System Messages
Health check alerts and infrastructure consistency notifications
What you see
URL: /system/messages
The system messages page shows health check results detected by PodWarden's periodic infrastructure audit. PodWarden automatically checks for data inconsistencies between its database and your live infrastructure every 15 minutes.

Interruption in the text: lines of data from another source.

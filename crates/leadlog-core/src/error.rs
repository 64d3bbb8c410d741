use std::fmt;

use crate::model::{CommentId, LeadId, LeadState, LossReasonId};

/// Machine-readable error codes for callers that map failures to responses.
#[derive(Debug, Clone, Copy, PartialEq, Eq, Hash)]
pub enum ErrorCode {
    NotInitialized,
    ConfigParseError,
    LeadNotFound,
    CommentTypeNotFound,
    LossReasonNotFound,
    CommentNotFound,
    LeadFrozen,
    MissingLossReason,
    InvalidStateTransition,
    InvalidInput,
    StorageFailure,
    PayloadEncodeFailed,
    InternalUnexpected,
}

impl ErrorCode {
    /// Stable code identifier (`E####`) for machine parsing.
    #[must_use]
    pub const fn code(self) -> &'static str {
        match self {
            Self::NotInitialized => "E1001",
            Self::ConfigParseError => "E1002",
            Self::LeadNotFound => "E2001",
            Self::CommentTypeNotFound => "E2002",
            Self::LossReasonNotFound => "E2003",
            Self::CommentNotFound => "E2004",
            Self::LeadFrozen => "E3001",
            Self::MissingLossReason => "E3002",
            Self::InvalidStateTransition => "E3003",
            Self::InvalidInput => "E3004",
            Self::StorageFailure => "E5001",
            Self::PayloadEncodeFailed => "E5002",
            Self::InternalUnexpected => "E9001",
        }
    }

    /// Short human-facing summary for logs and terminal output.
    #[must_use]
    pub const fn message(self) -> &'static str {
        match self {
            Self::NotInitialized => "Lead database not initialized",
            Self::ConfigParseError => "Config file parse error",
            Self::LeadNotFound => "Lead not found",
            Self::CommentTypeNotFound => "Comment type not found",
            Self::LossReasonNotFound => "Loss reason not found",
            Self::CommentNotFound => "Comment not found",
            Self::LeadFrozen => "Lead is a client and can no longer be edited",
            Self::MissingLossReason => "Rejection requires a loss reason",
            Self::InvalidStateTransition => "Invalid state transition",
            Self::InvalidInput => "Invalid input",
            Self::StorageFailure => "Storage failure",
            Self::PayloadEncodeFailed => "Audit payload encoding failed",
            Self::InternalUnexpected => "Internal unexpected error",
        }
    }

    /// Optional remediation hint that can be surfaced to operators.
    #[must_use]
    pub const fn hint(self) -> Option<&'static str> {
        match self {
            Self::NotInitialized => Some("Run `leadlog init` to create the lead database."),
            Self::ConfigParseError => Some("Fix syntax in .leadlog/config.toml and retry."),
            Self::LeadNotFound => Some("Check the lead ID with `leadlog lead list`."),
            Self::CommentTypeNotFound => Some("Use one of the documented comment types."),
            Self::LossReasonNotFound => Some("Use one of the seeded loss reason IDs."),
            Self::CommentNotFound => None,
            Self::LeadFrozen => Some("Converted clients are read-only; open a new lead instead."),
            Self::MissingLossReason => Some("Pass a loss reason when rejecting a lead."),
            Self::InvalidStateTransition => {
                Some("Won leads cannot move back into the pipeline.")
            }
            Self::InvalidInput => None,
            Self::StorageFailure => Some("Retry once. Check disk space and file permissions."),
            Self::PayloadEncodeFailed => Some("Retry once. If persistent, report a bug with logs."),
            Self::InternalUnexpected => Some("Retry once. If persistent, report a bug with logs."),
        }
    }
}

impl fmt::Display for ErrorCode {
    fn fmt(&self, f: &mut fmt::Formatter<'_>) -> fmt::Result {
        write!(f, "{}", self.code())
    }
}

/// Coarse classification callers use to pick a response shape
/// (422-style validation vs 404-style not found vs 5xx).
#[derive(Debug, Clone, Copy, PartialEq, Eq, Hash)]
pub enum ErrorKind {
    Validation,
    NotFound,
    Storage,
    Internal,
}

/// Errors surfaced by the engine's write operations.
#[derive(Debug, thiserror::Error)]
pub enum LeadError {
    #[error("lead {0} not found")]
    LeadNotFound(LeadId),

    #[error("unknown comment type '{0}'")]
    CommentTypeNotFound(String),

    #[error("loss reason {0} not found")]
    LossReasonNotFound(LossReasonId),

    #[error("comment {0} not found")]
    CommentNotFound(CommentId),

    #[error("lead {0} is a client and is frozen")]
    LeadFrozen(LeadId),

    #[error("rejecting lead {0} requires a loss reason")]
    MissingLossReason(LeadId),

    #[error("lead {lead} cannot move from {from} to {to}: {reason}")]
    InvalidTransition {
        lead: LeadId,
        from: LeadState,
        to: LeadState,
        reason: &'static str,
    },

    #[error("invalid {field}: {reason}")]
    InvalidInput { field: &'static str, reason: String },

    #[error(transparent)]
    Storage(#[from] rusqlite::Error),

    #[error("failed to encode audit payload: {0}")]
    Payload(#[from] serde_json::Error),
}

impl LeadError {
    /// Machine code for this error.
    #[must_use]
    pub const fn code(&self) -> ErrorCode {
        match self {
            Self::LeadNotFound(_) => ErrorCode::LeadNotFound,
            Self::CommentTypeNotFound(_) => ErrorCode::CommentTypeNotFound,
            Self::LossReasonNotFound(_) => ErrorCode::LossReasonNotFound,
            Self::CommentNotFound(_) => ErrorCode::CommentNotFound,
            Self::LeadFrozen(_) => ErrorCode::LeadFrozen,
            Self::MissingLossReason(_) => ErrorCode::MissingLossReason,
            Self::InvalidTransition { .. } => ErrorCode::InvalidStateTransition,
            Self::InvalidInput { .. } => ErrorCode::InvalidInput,
            Self::Storage(_) => ErrorCode::StorageFailure,
            Self::Payload(_) => ErrorCode::PayloadEncodeFailed,
        }
    }

    #[must_use]
    pub const fn kind(&self) -> ErrorKind {
        match self {
            Self::LeadNotFound(_)
            | Self::CommentTypeNotFound(_)
            | Self::LossReasonNotFound(_)
            | Self::CommentNotFound(_) => ErrorKind::NotFound,
            Self::LeadFrozen(_)
            | Self::MissingLossReason(_)
            | Self::InvalidTransition { .. }
            | Self::InvalidInput { .. } => ErrorKind::Validation,
            Self::Storage(_) => ErrorKind::Storage,
            Self::Payload(_) => ErrorKind::Internal,
        }
    }

    #[must_use]
    pub const fn is_validation(&self) -> bool {
        matches!(self.kind(), ErrorKind::Validation)
    }

    #[must_use]
    pub const fn is_not_found(&self) -> bool {
        matches!(self.kind(), ErrorKind::NotFound)
    }
}

pub type Result<T, E = LeadError> = std::result::Result<T, E>;
use chrono::{DateTime, NaiveDate, Utc};
use serde::{Deserialize, Serialize};
use std::{fmt, str::FromStr};

use super::{CommentId, FollowUpId, LeadId, LossReasonId, ParseEnumError};

/// Entry in the seeded loss-reason catalog.
#[derive(Debug, Clone, PartialEq, Eq, Serialize)]
pub struct LossReason {
    pub id: LossReasonId,
    pub name: String,
}

/// Agent's estimate of whether a lost lead is worth re-contacting.
#[derive(Debug, Clone, Copy, PartialEq, Eq, Hash, Default, Serialize, Deserialize)]
#[serde(rename_all = "lowercase")]
pub enum FuturePossibility {
    #[default]
    No,
    Maybe,
    Yes,
}

impl FuturePossibility {
    #[must_use]
    pub const fn as_str(self) -> &'static str {
        match self {
            Self::No => "no",
            Self::Maybe => "maybe",
            Self::Yes => "yes",
        }
    }

    /// `maybe` and `yes` both warrant a re-contact prompt.
    #[must_use]
    pub const fn indicates_recontact(self) -> bool {
        matches!(self, Self::Maybe | Self::Yes)
    }
}

impl fmt::Display for FuturePossibility {
    fn fmt(&self, f: &mut fmt::Formatter<'_>) -> fmt::Result {
        f.write_str(self.as_str())
    }
}

impl FromStr for FuturePossibility {
    type Err = ParseEnumError;

    fn from_str(s: &str) -> Result<Self, Self::Err> {
        match s.trim().to_ascii_lowercase().as_str() {
            "no" | "none" => Ok(Self::No),
            "maybe" | "possible" => Ok(Self::Maybe),
            "yes" | "likely" => Ok(Self::Yes),
            _ => Err(ParseEnumError {
                expected: "future possibility",
                got: s.to_string(),
            }),
        }
    }
}

/// Record of one rejection event.
#[derive(Debug, Clone, PartialEq, Eq, Serialize)]
pub struct LossFollowUp {
    pub id: FollowUpId,
    pub lead_id: LeadId,
    pub loss_reason_id: LossReasonId,
    pub loss_reason: String,
    pub notes: Option<String>,
    pub future_possibility: FuturePossibility,
    pub recontact_on: Option<NaiveDate>,
    pub comment_id: Option<CommentId>,
    pub actor: String,
    pub created_at: DateTime<Utc>,
}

A bell icon in the top navigation bar shows the number of unread messages. The badge color reflects the highest severity:
| Color | Meaning |
|---|---|
| Red (pulsing) | Critical issue — e.g. cluster unreachable |
| Red (static) | Error — e.g. node name mismatch preventing canvas visualization |
| Amber | Warning — e.g. host offline or orphaned |
| Blue | Informational — e.g. stale assignment |
Click the bell to open the system messages page.
Health checks
PodWarden runs these checks automatically:
Node naming
| Check | Severity | What it means |
|---|---|---|
| Node name mismatch | Error | The K8s node name stored in PodWarden doesn't match the actual node name in your cluster. This prevents deployment-to-node connections from appearing on the canvas. |
| Node name missing | Warning | A host is assigned to a cluster but has no K8s node name recorded. |
Cluster membership
| Check | Severity | What it means |
|---|---|---|
| Cluster unreachable | Critical | PodWarden cannot connect to the Kubernetes API for this cluster. |
| Orphaned host | Warning | A host claims to be in a cluster, but the cluster doesn't have a matching node. |
| Unknown K8s node | Error | A node exists in your K8s cluster that PodWarden doesn't know about. |
Deployments
| Check | Severity | What it means |
|---|---|---|
| Stale assignment | Info | A deployment references a cluster that no longer exists. |
| Unplaceable deployment | Warning | A deployment's placement targets a node that no host matches. |
Hosts
| Check | Severity | What it means |
|---|---|---|
| Host unreachable | Warning | A host hasn't reported stats in over 30 minutes. |
| Tailscale hostname drift | Info | A Tailscale-discovered host is missing its hostname. |
Ingress Drift
| Check | Severity | What it means |
|---|---|---|
| Unmanaged IngressRoute | Warning | A Traefik IngressRoute exists in your cluster but isn't tracked by PodWarden. Someone created it directly via kubectl or Helm. |
| Unmanaged Ingress | Warning | A standard Kubernetes Ingress resource exists but isn't managed by PodWarden. |
| Unmanaged exposed service | Warning | A NodePort or LoadBalancer service exposes traffic outside the cluster without going through PodWarden's ingress management. |
| Ghost ingress rule | Error | PodWarden has an ingress rule marked as active, but the corresponding Kubernetes resource doesn't exist. The rule may have been deleted directly from the cluster. |
Pod Health
| Check | Severity | What it means |
|---|---|---|
| CrashLoopBackOff | Error (managed) / Warning (unmanaged) | A pod keeps crashing and restarting. Error severity if it belongs to a PodWarden-managed deployment. |
| Evicted | Error (managed) / Warning (unmanaged) | A pod was evicted, usually due to resource pressure (memory, disk). |
| ImagePullBackOff | Error (managed) / Warning (unmanaged) | A pod can't pull its container image. Check that the image exists and registry credentials are correct. |
Infrastructure
| Check | Severity | What it means |
|---|---|---|
| TLS cert expiring (K8s) | Warning (14d) / Error (7d) / Critical (3d) | A TLS certificate stored as a Kubernetes secret is approaching expiry. |
| TLS cert expiring (live) | Warning (14d) / Error (7d) | The live TLS certificate served by a domain is approaching expiry. |
| DNS mismatch | Error | A domain's DNS resolves to a different IP than the gateway host's address. Traffic may not reach your cluster. |
| Gateway Traefik unhealthy | Critical | Traefik pods on a gateway host are in a failed state. Inbound traffic to all services on this gateway is likely down. |
Using the page
Filtering
- Severity chips at the top toggle which severity levels are shown
- Category dropdown filters by check category (node naming, cluster, deployments, hosts, ingress drift, pod health, infrastructure, system apps)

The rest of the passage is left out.